初夏の午前7時、ドー・ティ・トゥエンさん(女性・57歳)は手持ちの中で一番古い服を選び、ブーツを履き、分厚いグローブをはめ、布の帽子をかぶって、40年物の炉に火を入れる。

 トゥエンさん一家の工房は、刃物作りの伝統工芸村として知られるハノイ市ハドン区の「ダーシー鍛冶屋村」にある。炉に火がつくと、面積20m2余りの工房全体に熱風が広がる。風量を最大にした3つの扇風機は、工房の温度を下げるのに全く役立たない。

 「普通、仕事に行くときは一番きれいな服を選ぶでしょ。でも私は一番汚れている服を着るんです。冬でも夏でも長袖よ」と、トゥエンさんは手に持ったハンマーを、燃えるように真っ赤な刃金に打ちつけながら言った。

 ダーシー鍛冶屋村は北部のデルタ地方で最も古く、最も有名な鍛冶屋村の1つだ。
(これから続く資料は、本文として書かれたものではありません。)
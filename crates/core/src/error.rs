use thiserror::Error;

/// Errors raised by the documentation store.
#[derive(Debug, Error)]
pub enum CoreError {
    #[error("not found: {0}")]
    NotFound(String),

    #[error("invalid: {0}")]
    Validation(String),

    #[error("already exists: {0}")]
    Conflict(String),

    #[error("database error: {0}")]
    Database(#[from] sqlx::Error),

    #[error("migration error: {0}")]
    Migration(#[from] sqlx::migrate::MigrateError),

    #[error("serialization error: {0}")]
    Serialization(#[from] serde_json::Error),

    #[error("io error: {0}")]
    Io(#[from] std::io::Error),
}

impl CoreError {
    pub fn is_not_found(&self) -> bool {
        matches!(self, CoreError::NotFound(_))
    }

    pub fn is_conflict(&self) -> bool {
        matches!(self, CoreError::Conflict(_))
    }
}

pub type Result<T> = std::result::Result<T, CoreError>;
use std::env;
use std::path::PathBuf;
use std::str::FromStr;

use docsite_core::config::{SearchConfig, SiteConfig};

#[derive(Debug, thiserror::Error)]
pub enum ConfigError {
    #[error("{0} must be set")]
    Missing(&'static str),

    #[error("{key} has an invalid value {value:?}")]
    Invalid { key: &'static str, value: String },
}

/// Application configuration loaded from environment variables.
#[derive(Debug, Clone)]
pub struct AppConfig {
    /// Server host to bind to.
    pub host: String,
    /// Server port to bind to.
    pub port: u16,
    /// SQLite connection URL, e.g. `sqlite:docs.db`.
    pub database_url: String,
    /// Maximum database connections in the pool.
    pub db_max_connections: u32,
    /// Root of the built documentation tree.
    pub build_root: PathBuf,
    /// Robots-style file of paths excluded from sync.
    pub exclusions_path: PathBuf,
    /// Repository the docs are built from.
    pub scm_url: String,
    pub default_language: String,
    pub default_search_config: SearchConfig,
    /// JWT signing secret for admin endpoints.
    pub jwt_secret: String,
    /// Event bus channel capacity.
    pub event_bus_capacity: usize,
    /// Log level (e.g., "info", "debug", "trace").
    pub log_level: String,
}

impl AppConfig {
    /// Load configuration from environment variables with sensible defaults.
    pub fn from_env() -> Result<Self, ConfigError> {
        Self::from_lookup(|key| env::var(key).ok())
    }

    /// Load configuration from any key-value source.
    pub fn from_lookup(lookup: impl Fn(&str) -> Option<String>) -> Result<Self, ConfigError> {
        let site = SiteConfig::default();
        let var = |key: &str, default: &str| lookup(key).unwrap_or_else(|| default.to_string());

        Ok(Self {
            host: var("HOST", "0.0.0.0"),
            port: parse(&lookup, "PORT", 3030)?,
            database_url: lookup("DATABASE_URL").ok_or(ConfigError::Missing("DATABASE_URL"))?,
            db_max_connections: parse(&lookup, "DB_MAX_CONNECTIONS", 5)?,
            build_root: PathBuf::from(var("DOCS_BUILD_ROOT", "./build")),
            exclusions_path: PathBuf::from(var(
                "DOCS_EXCLUSIONS_PATH",
                "./static/robots.docs.txt",
            )),
            scm_url: var("DOCS_SCM_URL", &site.scm_url),
            default_language: var("DEFAULT_LANGUAGE", &site.default_language),
            default_search_config: parse(
                &lookup,
                "DEFAULT_SEARCH_CONFIG",
                site.default_search_config,
            )?,
            jwt_secret: lookup("JWT_SECRET")
                .filter(|secret| !secret.trim().is_empty())
                .ok_or(ConfigError::Missing("JWT_SECRET"))?,
            event_bus_capacity: parse(&lookup, "EVENT_BUS_CAPACITY", 1024)?,
            log_level: var("LOG_LEVEL", "info"),
        })
    }

    /// Build the socket address string.
    pub fn addr(&self) -> String {
        format!("{}:{}", self.host, self.port)
    }

    /// Site settings handed to the docs stores.
    pub fn site_config(&self) -> SiteConfig {
        SiteConfig {
            default_language: self.default_language.clone(),
            default_search_config: self.default_search_config,
            build_root: self.build_root.clone(),
            exclusions_path: self.exclusions_path.clone(),
            scm_url: self.scm_url.clone(),
            ..SiteConfig::default()
        }
    }
}

fn parse<T: FromStr>(
    lookup: &impl Fn(&str) -> Option<String>,
    key: &'static str,
    default: T,
) -> Result<T, ConfigError> {
    match lookup(key) {
        None => Ok(default),
        Some(value) => value
            .trim()
            .parse()
            .map_err(|_| ConfigError::Invalid { key, value }),
    }
}
//! Bearer-token guard for the admin endpoints.

use axum::extract::FromRequestParts;
use axum::http::request::Parts;
use axum_extra::headers::authorization::Bearer;
use axum_extra::headers::Authorization;
use axum_extra::TypedHeader;
use jsonwebtoken::{decode, DecodingKey, Validation};
use serde::{Deserialize, Serialize};

use crate::error::ApiError;
use crate::state::AppState;

pub const ADMIN_ROLE: &str = "admin";

/// Claims carried by an admin token (HS256, signed with `JWT_SECRET`).
#[derive(Debug, Clone, Serialize, Deserialize)]
pub struct Claims {
    pub sub: String,
    pub role: String,
    /// Expiry, seconds since the epoch.
    pub exp: usize,
}

/// Extractor that only succeeds for a valid token with the admin role.
#[derive(Debug, Clone)]
pub struct Admin(pub Claims);

impl FromRequestParts<AppState> for Admin {
    type Rejection = ApiError;

    async fn from_request_parts(parts: &mut Parts, state: &AppState) -> Result<Self, Self::Rejection> {
        let TypedHeader(Authorization(bearer)) =
            TypedHeader::<Authorization<Bearer>>::from_request_parts(parts, state)
                .await
                .map_err(|_| ApiError::Unauthorized)?;

        let key = DecodingKey::from_secret(state.config().jwt_secret.as_bytes());
        let claims = decode::<Claims>(bearer.token(), &key, &Validation::default())
            .map_err(|e| {
                tracing::debug!(error = %e, "rejected admin token");
                ApiError::Unauthorized
            })?
            .claims;

        if claims.role != ADMIN_ROLE {
            return Err(ApiError::Forbidden(format!("role {:?} may not do this", claims.role)));
        }
        tracing::debug!(sub = %claims.sub, "admin request");
        Ok(Admin(claims))
    }
}
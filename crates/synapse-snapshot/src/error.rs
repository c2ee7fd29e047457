//! Error types for the snapshot engine.

use bitcoin::OutPoint;

/// Errors that can occur while building snapshots, proofs or unlock items.
#[derive(Debug, thiserror::Error)]
pub enum Error {
    /// The ledger cannot be opened or read.
    #[error(transparent)]
    Ledger(#[from] synapse_ledger::Error),

    /// The signer refused an output under [`crate::SigningFailurePolicy::FailFast`].
    #[error("Failed to sign claim for {0}")]
    SigningFailed(OutPoint),

    /// Malformed private key.
    #[error("Invalid key: {0}")]
    InvalidKey(String),

    /// Malformed hex digest.
    #[error("Invalid hash: {0}")]
    InvalidHash(String),

    /// Malformed hex data.
    #[error("Invalid hex: {0}")]
    Hex(#[from] hex::FromHexError),

    /// JSON export/import error.
    #[error("JSON error: {0}")]
    Json(#[from] serde_json::Error),

    /// IO error.
    #[error("IO error: {0}")]
    Io(#[from] std::io::Error),
}
//! Sequential access to the raw ledger records.

use crate::{LedgerEntry, Result, entry_key};
use bitcoin::Txid;

/// Forward cursor over raw key/value records.
///
/// Mirrors a RocksDB raw iterator: position with [`RawCursor::seek_to_first`], read while
/// [`RawCursor::valid`], then [`RawCursor::next`]. Once the cursor becomes invalid,
/// [`RawCursor::status`] reports whether iteration ended normally or hit a read error.
pub trait RawCursor {
    fn seek_to_first(&mut self);

    fn valid(&self) -> bool;

    fn next(&mut self);

    fn key(&self) -> Option<&[u8]>;

    fn value(&self) -> Option<&[u8]>;

    fn status(&self) -> Result<()>;
}

/// Ordered key-value store holding the ledger records.
pub trait EntrySource {
    type Cursor<'a>: RawCursor
    where
        Self: 'a;

    /// Returns a fresh cursor positioned at the first record.
    fn cursor(&self) -> Result<Self::Cursor<'_>>;

    /// Point lookup by exact key.
    fn get(&self, key: &[u8]) -> Result<Option<Vec<u8>>>;

    fn contains(&self, key: &[u8]) -> Result<bool> {
        Ok(self.get(key)?.is_some())
    }

    /// Looks up and decodes the record of `txid`.
    fn get_entry(&self, txid: &Txid) -> Result<Option<LedgerEntry>> {
        self.get(&entry_key(txid))?
            .map(|bytes| LedgerEntry::decode(&bytes))
            .transpose()
    }
}
//! Construction of the snapshot Merkle tree.
//!
//! Leaves are sorted before folding so the root does not depend on the physical order in
//! which the store yields its records. Each level pairs neighbours left to right; an odd
//! trailing node is paired with itself.

use crate::leaf::{LeafHash, combine};
use crate::leaves::LeafStream;
use crate::proof::{Proof, generate_proof};
use crate::{Result, UtxoFilter};
use bitcoin::hashes::Hash;
use std::cmp::Ordering;
use std::io::Write;
use synapse_ledger::EntrySource;

/// Collects every eligible leaf of one ledger scan, sorted ascending by value.
///
/// If `target` is given, also returns the index of its first occurrence in the sorted list.
pub fn build_hash_list<S: EntrySource>(
    source: &S,
    filter: UtxoFilter,
    target: Option<&LeafHash>,
) -> Result<(Vec<LeafHash>, Option<usize>)> {
    let mut list = LeafStream::new(source, filter)?.collect::<Result<Vec<_>>>()?;
    list.sort_unstable_by(LeafHash::cmp_value);

    tracing::debug!("Collected {} snapshot leaves", list.len());

    let index = target.and_then(|target| position(&list, target));

    Ok((list, index))
}

/// Index of the first occurrence of `hash` in a sorted list.
fn position(list: &[LeafHash], hash: &LeafHash) -> Option<usize> {
    let index = list.partition_point(|leaf| leaf.cmp_value(hash) == Ordering::Less);
    (list.get(index) == Some(hash)).then_some(index)
}

/// Folds one level in place: `list[i] = combine(list[2i], list[2i + 1])`.
///
/// The resulting length is `ceil(n / 2)`.
pub fn move_up(list: &mut Vec<LeafHash>) {
    let count = list.len();
    let half = count.div_ceil(2);

    for i in 0..half {
        let left = i * 2;
        let right = if left + 1 < count { left + 1 } else { left };
        list[i] = combine(&list[left], &list[right]);
    }

    list.truncate(half);
}

/// Folds a sorted leaf list down to its root.
///
/// Returns the null sentinel for an empty list.
pub fn fold_root(mut list: Vec<LeafHash>) -> LeafHash {
    while list.len() > 1 {
        move_up(&mut list);
    }
    list.first().copied().unwrap_or_else(LeafHash::all_zeros)
}

/// Computes the snapshot root of the ledger in one full scan.
pub fn compute_merkle_root<S: EntrySource>(source: &S, filter: UtxoFilter) -> Result<LeafHash> {
    let (list, _) = build_hash_list(source, filter, None)?;
    Ok(fold_root(list))
}

/// Generates the inclusion proof of `leaf` in one full scan.
///
/// A leaf absent from the snapshot yields an empty proof.
pub fn get_proof<S: EntrySource>(source: &S, filter: UtxoFilter, leaf: &LeafHash) -> Result<Proof> {
    let (mut list, index) = build_hash_list(source, filter, Some(leaf))?;
    Ok(index
        .map(|index| generate_proof(&mut list, index))
        .unwrap_or_default())
}

/// A materialized snapshot: the sorted leaves of one scan.
///
/// Holding a `Snapshot` lets callers answer many root and proof queries without
/// rescanning the ledger.
#[derive(Debug, Clone, Default, PartialEq, Eq)]
pub struct Snapshot {
    leaves: Vec<LeafHash>,
}

impl Snapshot {
    /// Builds a snapshot from leaves in any order.
    pub fn from_leaves(mut leaves: Vec<LeafHash>) -> Self {
        leaves.sort_unstable_by(LeafHash::cmp_value);
        Self { leaves }
    }

    /// Scans the ledger once and keeps the sorted leaves.
    pub fn collect<S: EntrySource>(source: &S, filter: UtxoFilter) -> Result<Self> {
        let (leaves, _) = build_hash_list(source, filter, None)?;
        Ok(Self { leaves })
    }

    /// Sorted leaves, in folding order.
    pub fn leaves(&self) -> &[LeafHash] {
        &self.leaves
    }

    pub fn len(&self) -> usize {
        self.leaves.len()
    }

    pub fn is_empty(&self) -> bool {
        self.leaves.is_empty()
    }

    pub fn position(&self, leaf: &LeafHash) -> Option<usize> {
        position(&self.leaves, leaf)
    }

    pub fn contains(&self, leaf: &LeafHash) -> bool {
        self.position(leaf).is_some()
    }

    pub fn root(&self) -> LeafHash {
        fold_root(self.leaves.clone())
    }

    /// Inclusion proof of `leaf`, or `None` if it is not part of the snapshot.
    ///
    /// A snapshot of exactly one leaf proves it with an empty proof.
    pub fn proof(&self, leaf: &LeafHash) -> Option<Proof> {
        let index = self.position(leaf)?;
        let mut list = self.leaves.clone();
        Some(generate_proof(&mut list, index))
    }

    /// Every level of the tree, from the sorted leaves up to the root.
    pub fn levels(&self) -> Vec<Vec<LeafHash>> {
        let mut levels = Vec::new();
        let mut list = self.leaves.clone();
        while list.len() > 1 {
            let next = {
                let mut next = list.clone();
                move_up(&mut next);
                next
            };
            levels.push(std::mem::replace(&mut list, next));
        }
        if !list.is_empty() {
            levels.push(list);
        }
        levels
    }

    /// Writes the sorted leaves, one hex digest per line.
    pub fn write_leaves<W: Write>(&self, writer: &mut W) -> std::io::Result<()> {
        for leaf in &self.leaves {
            writeln!(writer, "{leaf}")?;
        }
        writer.flush()
    }
}
//! Inclusion proofs over the snapshot tree.

use crate::forest::move_up;
use crate::leaf::{LeafHash, combine};

/// Side on which a proof node is combined with the running hash.
#[derive(Debug, Clone, Copy, PartialEq, Eq)]
pub enum Side {
    /// The node hash is the left operand.
    Left,
    /// The node hash is the right operand.
    Right,
}

/// One level of an inclusion proof.
#[derive(Debug, Clone, Copy, PartialEq, Eq)]
pub struct ProofNode {
    pub side: Side,
    pub hash: LeafHash,
}

/// Sibling hashes from the leaf level up to the root.
#[derive(Debug, Clone, Default, PartialEq, Eq)]
pub struct Proof(pub Vec<ProofNode>);

impl Proof {
    pub fn nodes(&self) -> &[ProofNode] {
        &self.0
    }

    pub fn len(&self) -> usize {
        self.0.len()
    }

    pub fn is_empty(&self) -> bool {
        self.0.is_empty()
    }
}

impl From<Vec<ProofNode>> for Proof {
    fn from(nodes: Vec<ProofNode>) -> Self {
        Self(nodes)
    }
}

/// Generates the proof for the leaf at `index` of a sorted leaf list.
///
/// The list is folded in place; on return it holds the root (or is empty). A single leaf
/// list yields an empty proof.
pub(crate) fn generate_proof(list: &mut Vec<LeafHash>, mut index: usize) -> Proof {
    debug_assert!(index < list.len());

    let mut nodes = Vec::new();

    while list.len() > 1 {
        let node = if index & 1 == 0 {
            // An odd tail is paired with itself, as in `move_up`.
            let sibling = list.get(index + 1).unwrap_or(&list[index]);
            ProofNode {
                side: Side::Right,
                hash: *sibling,
            }
        } else {
            ProofNode {
                side: Side::Left,
                hash: list[index - 1],
            }
        };
        nodes.push(node);

        move_up(list);
        index >>= 1;
    }

    Proof(nodes)
}

/// Recomputes the root committed to by `proof` for `leaf`.
///
/// Membership holds iff the result equals a trusted root.
pub fn compute_proof_root(leaf: &LeafHash, proof: &Proof) -> LeafHash {
    proof.0.iter().fold(*leaf, |hash, node| match node.side {
        Side::Left => combine(&node.hash, &hash),
        Side::Right => combine(&hash, &node.hash),
    })
}

pub fn verify_proof(leaf: &LeafHash, proof: &Proof, root: &LeafHash) -> bool {
    compute_proof_root(leaf, proof) == *root
}
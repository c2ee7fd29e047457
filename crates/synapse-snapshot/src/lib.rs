//! Snapshot Merkle engine for ledger migration.
//!
//! Computes a deterministic Merkle root over the unspent outputs of the ledger, proves
//! the inclusion of individual outputs, and builds unlock items that carry an output's
//! identity along with a signature authorizing its claim on the successor ledger.
//!
//! ## Tree
//!
//! - Leaves are `sha256d(outpoint || script || amount)` of every eligible output.
//! - Leaves are sorted ascending by value (the order of their hex form) before folding,
//!   the store order is irrelevant.
//! - Each level combines neighbours as `sha256d(left || right)`, an odd tail is paired
//!   with itself.
//! - The root of an empty snapshot is all zeros.

mod engine;
mod error;
mod export;
mod filter;
mod forest;
mod key_wallet;
mod leaf;
mod leaves;
mod proof;
mod unlock;

pub use self::engine::{EngineConfig, SwapEngine};
pub use self::error::Error;
pub use self::export::{
    ProofNodeJson, UnlockItemJson, parse_hash, proof_from_json, proof_to_json, read_leaves,
    unlock_items_from_json, unlock_items_to_json,
};
pub use self::filter::UtxoFilter;
pub use self::forest::{
    Snapshot, build_hash_list, compute_merkle_root, fold_root, get_proof, move_up,
};
pub use self::key_wallet::KeyWallet;
pub use self::leaf::{LeafHash, checked_leaf_hash, combine, leaf_hash, leaf_preimage};
pub use self::leaves::{LeafStream, SnapshotUtxo, UtxoStream};
pub use self::proof::{Proof, ProofNode, Side, compute_proof_root, verify_proof};
pub use self::unlock::{
    Signer, SigningFailurePolicy, UnlockItem, Wallet, build_unlock_items, claim_skeleton,
};

/// Result type for snapshot operations.
pub type Result<T> = std::result::Result<T, Error>;
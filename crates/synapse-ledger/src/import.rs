//! Ledger import from the human readable UTXO CSV format.

use crate::{Error, LedgerEntry, Result, TxOutEntry};
use bitcoin::Txid;
use std::collections::BTreeMap;
use std::io::Read;

/// Upper bound on the outputs of one transaction.
///
/// A block of maximum weight holds at most this many 9 byte outputs.
pub const MAX_TX_OUTPUTS: u32 = 111_111;

/// One row of a UTXO CSV dump.
///
/// Same column layout as `dumptxoutset --csv`.
#[derive(Debug, Clone, PartialEq, Eq, serde::Serialize, serde::Deserialize)]
pub struct UtxoCsvEntry {
    pub txid: Txid,
    pub vout: u32,
    pub is_coinbase: bool,
    pub amount: u64,
    pub height: u32,
    pub script_pubkey: String,
}

/// Reads CSV rows (no header line) and groups them into ledger records by txid.
pub fn read_csv_entries<R: Read>(reader: R) -> Result<BTreeMap<Txid, LedgerEntry>> {
    let csv_reader = csv::ReaderBuilder::new()
        .has_headers(false)
        .from_reader(reader);

    let mut entries: BTreeMap<Txid, LedgerEntry> = BTreeMap::new();

    for row in csv_reader.into_deserialize::<UtxoCsvEntry>() {
        let UtxoCsvEntry {
            txid,
            vout,
            is_coinbase,
            amount,
            height,
            script_pubkey,
        } = row?;

        if vout >= MAX_TX_OUTPUTS {
            return Err(Error::InvalidVout { txid, vout });
        }

        let script_pubkey = hex::decode(script_pubkey)
            .map_err(|source| Error::InvalidScriptHex { txid, vout, source })?;

        let entry = entries
            .entry(txid)
            .or_insert_with(|| LedgerEntry::new(height, is_coinbase, Vec::new()));

        if entry.height != height || entry.is_coinbase != is_coinbase {
            return Err(Error::InconsistentEntry(txid));
        }

        let index = vout as usize;
        if entry.outputs.len() <= index {
            entry.outputs.resize(index + 1, None);
        }
        if entry.outputs[index].is_some() {
            return Err(Error::DuplicateOutput { txid, vout });
        }
        entry.outputs[index] = Some(TxOutEntry::new(amount, script_pubkey));
    }

    Ok(entries)
}

/// Imports a UTXO CSV dump into `ledger`, returning the number of records written.
pub fn import_csv<R: Read>(ledger: &crate::LedgerDb, reader: R) -> Result<usize> {
    let entries = read_csv_entries(reader)?;
    let outputs: usize = entries.values().map(|entry| entry.unspent().count()).sum();
    let records = ledger.bulk_import(entries)?;
    tracing::info!("Imported {outputs} outputs in {records} ledger records");
    Ok(records)
}
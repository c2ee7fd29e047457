//! Ledger state (unspent output records) for Synapse.
//!
//! The ledger is an ordered key-value store holding one record per transaction. Keys are a
//! one byte tag followed by the raw txid; values are the serialized [`LedgerEntry`] listing
//! every output of the transaction, with spent outputs left as `None`.
//!
//! ## Backends
//!
//! - [`LedgerDb`]: RocksDB, the on-disk chainstate.
//! - [`MemoryLedger`]: insertion ordered in-memory map, mostly for tests.
//!
//! Both are consumed through [`EntrySource`], which only offers forward iteration and
//! point lookups.

mod entry;
mod error;
mod import;
mod memory;
mod source;
mod stats;
mod storage;

pub use entry::{ENTRY_KEY_LEN, LedgerEntry, TAG_COINS, TxOutEntry, entry_key, parse_entry_key};
pub use error::Error;
pub use import::{MAX_TX_OUTPUTS, UtxoCsvEntry, import_csv, read_csv_entries};
pub use memory::MemoryLedger;
pub use source::{EntrySource, RawCursor};
pub use stats::{LedgerStats, scan_stats};
pub use storage::LedgerDb;

/// Result type for ledger operations.
pub type Result<T> = std::result::Result<T, Error>;

/// Column family names for RocksDB.
mod cf {
    /// Column family for transaction records.
    /// Key: tag || txid = 33 bytes
    /// Value: LedgerEntry (bincode)
    pub const COINS: &str = "coins";
}
use crate::Result;
use crate::cli::params::LedgerParams;
use synapse_ledger::scan_stats;

/// UTXO set summary.
#[derive(Debug, Clone, clap::Parser)]
pub struct DumpUtxo {
    /// Number of records listed before the totals.
    #[clap(long, default_value = "100")]
    limit: usize,

    /// Print the summary as JSON.
    #[clap(long)]
    json: bool,

    #[allow(missing_docs)]
    #[clap(flatten)]
    pub ledger_params: LedgerParams,
}

#[derive(Debug, serde::Serialize)]
struct UtxoSummary {
    records: u64,
    malformed: u64,
    foreign: u64,
    unspent_outputs: u64,
    total_amount: u64,
    head: Vec<HeadRecord>,
}

#[derive(Debug, serde::Serialize)]
struct HeadRecord {
    txid: String,
    outputs: usize,
}

impl DumpUtxo {
    pub fn run(self) -> Result<()> {
        let ledger = self.ledger_params.open_read_only()?;
        let stats = scan_stats(&ledger, self.limit)?;

        if self.json {
            let summary = UtxoSummary {
                records: stats.records,
                malformed: stats.malformed,
                foreign: stats.foreign,
                unspent_outputs: stats.unspent_outputs,
                total_amount: stats.total_amount,
                head: stats
                    .head
                    .iter()
                    .map(|(txid, outputs)| HeadRecord {
                        txid: txid.to_string(),
                        outputs: *outputs,
                    })
                    .collect(),
            };
            println!("{}", serde_json::to_string_pretty(&summary)?);
            return Ok(());
        }

        for (txid, outputs) in &stats.head {
            println!("{txid} {outputs}");
        }
        println!("records: {}", stats.records);
        println!("unspent outputs: {}", stats.unspent_outputs);
        println!("total amount: {}", stats.total_amount);
        if stats.malformed > 0 || stats.foreign > 0 {
            tracing::warn!(
                "Skipped {} malformed records and {} foreign keys",
                stats.malformed,
                stats.foreign
            );
        }

        Ok(())
    }
}
//! Text forms of roots, proofs, unlock items and leaf lists.

use crate::leaf::LeafHash;
use crate::proof::{Proof, ProofNode, Side};
use crate::unlock::UnlockItem;
use crate::{Error, Result};
use bitcoin::{OutPoint, ScriptBuf, Txid};
use serde::{Deserialize, Serialize};
use std::io::BufRead;

/// Proof node as exported: the side flag and the hex digest.
#[derive(Debug, Clone, PartialEq, Eq, Serialize, Deserialize)]
pub struct ProofNodeJson {
    /// Whether the hash combines on the left of the running hash.
    pub left: bool,
    pub hash: String,
}

impl From<&ProofNode> for ProofNodeJson {
    fn from(node: &ProofNode) -> Self {
        Self {
            left: node.side == Side::Left,
            hash: node.hash.to_string(),
        }
    }
}

impl TryFrom<ProofNodeJson> for ProofNode {
    type Error = Error;

    fn try_from(node: ProofNodeJson) -> Result<Self> {
        Ok(Self {
            side: if node.left { Side::Left } else { Side::Right },
            hash: parse_hash(&node.hash)?,
        })
    }
}

/// Unlock item as exported, binary fields in hex.
#[derive(Debug, Clone, PartialEq, Eq, Serialize, Deserialize)]
pub struct UnlockItemJson {
    pub txid: String,
    pub vout: u32,
    pub script: String,
    pub amount: u64,
    pub redeem: String,
}

impl From<&UnlockItem> for UnlockItemJson {
    fn from(item: &UnlockItem) -> Self {
        Self {
            txid: item.outpoint.txid.to_string(),
            vout: item.outpoint.vout,
            script: hex::encode(item.script_pubkey.as_bytes()),
            amount: item.amount,
            redeem: hex::encode(&item.redeem),
        }
    }
}

impl TryFrom<UnlockItemJson> for UnlockItem {
    type Error = Error;

    fn try_from(item: UnlockItemJson) -> Result<Self> {
        let UnlockItemJson {
            txid,
            vout,
            script,
            amount,
            redeem,
        } = item;

        let txid = txid
            .parse::<Txid>()
            .map_err(|err| Error::InvalidHash(format!("{txid}: {err}")))?;

        Ok(Self {
            outpoint: OutPoint::new(txid, vout),
            script_pubkey: ScriptBuf::from_bytes(hex::decode(script)?),
            amount,
            redeem: hex::decode(redeem)?,
        })
    }
}

/// Parses a digest from its hex text form.
pub fn parse_hash(s: &str) -> Result<LeafHash> {
    s.trim()
        .parse::<LeafHash>()
        .map_err(|err| Error::InvalidHash(format!("{s}: {err}")))
}

pub fn proof_to_json(proof: &Proof) -> Result<String> {
    let nodes = proof.nodes().iter().map(ProofNodeJson::from).collect::<Vec<_>>();
    Ok(serde_json::to_string_pretty(&nodes)?)
}

pub fn proof_from_json(s: &str) -> Result<Proof> {
    let nodes: Vec<ProofNodeJson> = serde_json::from_str(s)?;
    nodes
        .into_iter()
        .map(ProofNode::try_from)
        .collect::<Result<Vec<_>>>()
        .map(Proof)
}

pub fn unlock_items_to_json(items: &[UnlockItem]) -> Result<String> {
    let items = items.iter().map(UnlockItemJson::from).collect::<Vec<_>>();
    Ok(serde_json::to_string_pretty(&items)?)
}

pub fn unlock_items_from_json(s: &str) -> Result<Vec<UnlockItem>> {
    let items: Vec<UnlockItemJson> = serde_json::from_str(s)?;
    items.into_iter().map(UnlockItem::try_from).collect()
}

/// Reads a leaf list written by [`crate::Snapshot::write_leaves`].
///
/// Blank lines are ignored. The list is meant for offline audit, the order is kept as is.
pub fn read_leaves<R: BufRead>(reader: R) -> Result<Vec<LeafHash>> {
    let mut leaves = Vec::new();
    for line in reader.lines() {
        let line = line?;
        if line.trim().is_empty() {
            continue;
        }
        leaves.push(parse_hash(&line)?);
    }
    Ok(leaves)
}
村の人によれば、鍛冶の仕事は北中部地方タインホア省出身のグエン・トゥアンとグエン・トゥアットという2人の老人によって伝授され、16世紀の終わりから17世紀の初めにかけて形成されたという。

 村で生まれ育ったトゥエンさんは、刃物を作って売ることで生計を立てていた両親の手伝いで、14歳のころから工房に出入りしていた。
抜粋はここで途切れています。